• [RECORDED INFORMATION]:
========================================

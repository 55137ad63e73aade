use std::collections::HashSet;
use tracing::debug;
use url::Url;

use crate::error::{LedgerError, Result};

const HTTP_PORT: u16 = 80;

/// Known peers, stored as `host[:port]`.
#[derive(Clone, Debug, Default)]
pub struct PeerRegistry {
    peers: HashSet<String>,
}

impl PeerRegistry {
    pub fn new() -> Self {
        Self::default()
    }

    /// Registers the network location of `address` and returns it.
    /// Registering a known peer again is a no-op.
    pub fn register(&mut self, address: &str) -> Result<String> {
        let location = network_location(address)?;
        if self.peers.insert(location.clone()) {
            debug!(peer = %location, "registered peer");
        }
        Ok(location)
    }

    /// Sorted for stable output.
    pub fn list(&self) -> Vec<String> {
        let mut peers: Vec<String> = self.peers.iter().cloned().collect();
        peers.sort();
        peers
    }

    pub fn contains(&self, location: &str) -> bool {
        self.peers.contains(location)
    }

    pub fn len(&self) -> usize {
        self.peers.len()
    }

    pub fn is_empty(&self) -> bool {
        self.peers.is_empty()
    }
}

/// Host plus optional port of `address`, with scheme, credentials, path and query dropped.
/// Bare `host:port` addresses are read as `http://host:port`. Peers are fetched over
/// plain HTTP, so any port other than 80 is kept, including a scheme's implied default.
pub fn network_location(address: &str) -> Result<String> {
    let trimmed = address.trim();
    if trimmed.is_empty() {
        return Err(LedgerError::Validation("empty peer address".into()));
    }
    let parsed = if trimmed.contains("://") {
        Url::parse(trimmed)
    } else {
        Url::parse(&format!("http://{trimmed}"))
    }
    .map_err(|e| LedgerError::Validation(format!("invalid peer address {trimmed:?}: {e}")))?;

    let host = parsed
        .host_str()
        .filter(|host| !host.is_empty())
        .ok_or_else(|| LedgerError::Validation(format!("peer address {trimmed:?} has no host")))?;
    Ok(match parsed.port_or_known_default() {
        Some(port) if port != HTTP_PORT => format!("{host}:{port}"),
        _ => host.to_string(),
    })
}

#[cfg(test)]
mod tests {
    use super::*;

    #[test]
    fn strips_scheme_and_path() {
        assert_eq!(
            network_location("http://192.168.0.5:5000/fullchain?x=1").unwrap(),
            "192.168.0.5:5000"
        );
        assert_eq!(
            network_location("https://node.example.org/").unwrap(),
            "node.example.org:443"
        );
    }

    #[test]
    fn keeps_ports_other_than_plain_http() {
        assert_eq!(
            network_location("https://node.example.org:443/").unwrap(),
            "node.example.org:443"
        );
        assert_eq!(network_location("http://10.0.0.2:80").unwrap(), "10.0.0.2");
        assert_eq!(network_location("http://10.0.0.2").unwrap(), "10.0.0.2");
        assert_eq!(network_location("10.0.0.2:443").unwrap(), "10.0.0.2:443");
    }

    #[test]
    fn bare_host_port_is_accepted() {
        assert_eq!(network_location("127.0.0.1:5001").unwrap(), "127.0.0.1:5001");
        assert_eq!(network_location(" localhost:5002 ").unwrap(), "localhost:5002");
    }

    #[test]
    fn ipv6_hosts_keep_brackets() {
        assert_eq!(network_location("http://[::1]:5000").unwrap(), "[::1]:5000");
    }

    #[test]
    fn rejects_addresses_without_host() {
        for bad in ["", "   ", "http://", "file:///tmp/chain", "http://:5000"] {
            assert!(
                matches!(network_location(bad), Err(LedgerError::Validation(_))),
                "{bad:?} should be rejected"
            );
        }
    }

    #[test]
    fn register_deduplicates() {
        let mut registry = PeerRegistry::new();
        registry.register("http://127.0.0.1:5001").unwrap();
        registry.register("127.0.0.1:5001").unwrap();
        registry.register("http://127.0.0.1:5001/fullchain").unwrap();
        registry.register("http://127.0.0.1:5002").unwrap();
        assert_eq!(registry.len(), 2);
        assert_eq!(registry.list(), vec!["127.0.0.1:5001", "127.0.0.1:5002"]);
        assert!(registry.contains("127.0.0.1:5002"));
    }

    #[test]
    fn failed_registration_leaves_set_untouched() {
        let mut registry = PeerRegistry::new();
        assert!(registry.register("http://").is_err());
        assert!(registry.is_empty());
    }
}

========================================

• [HOW TO COMPLETE THIS TASK]: Please report only the number of lines above that include "https".

• [THE COMPLETED TASK]: 2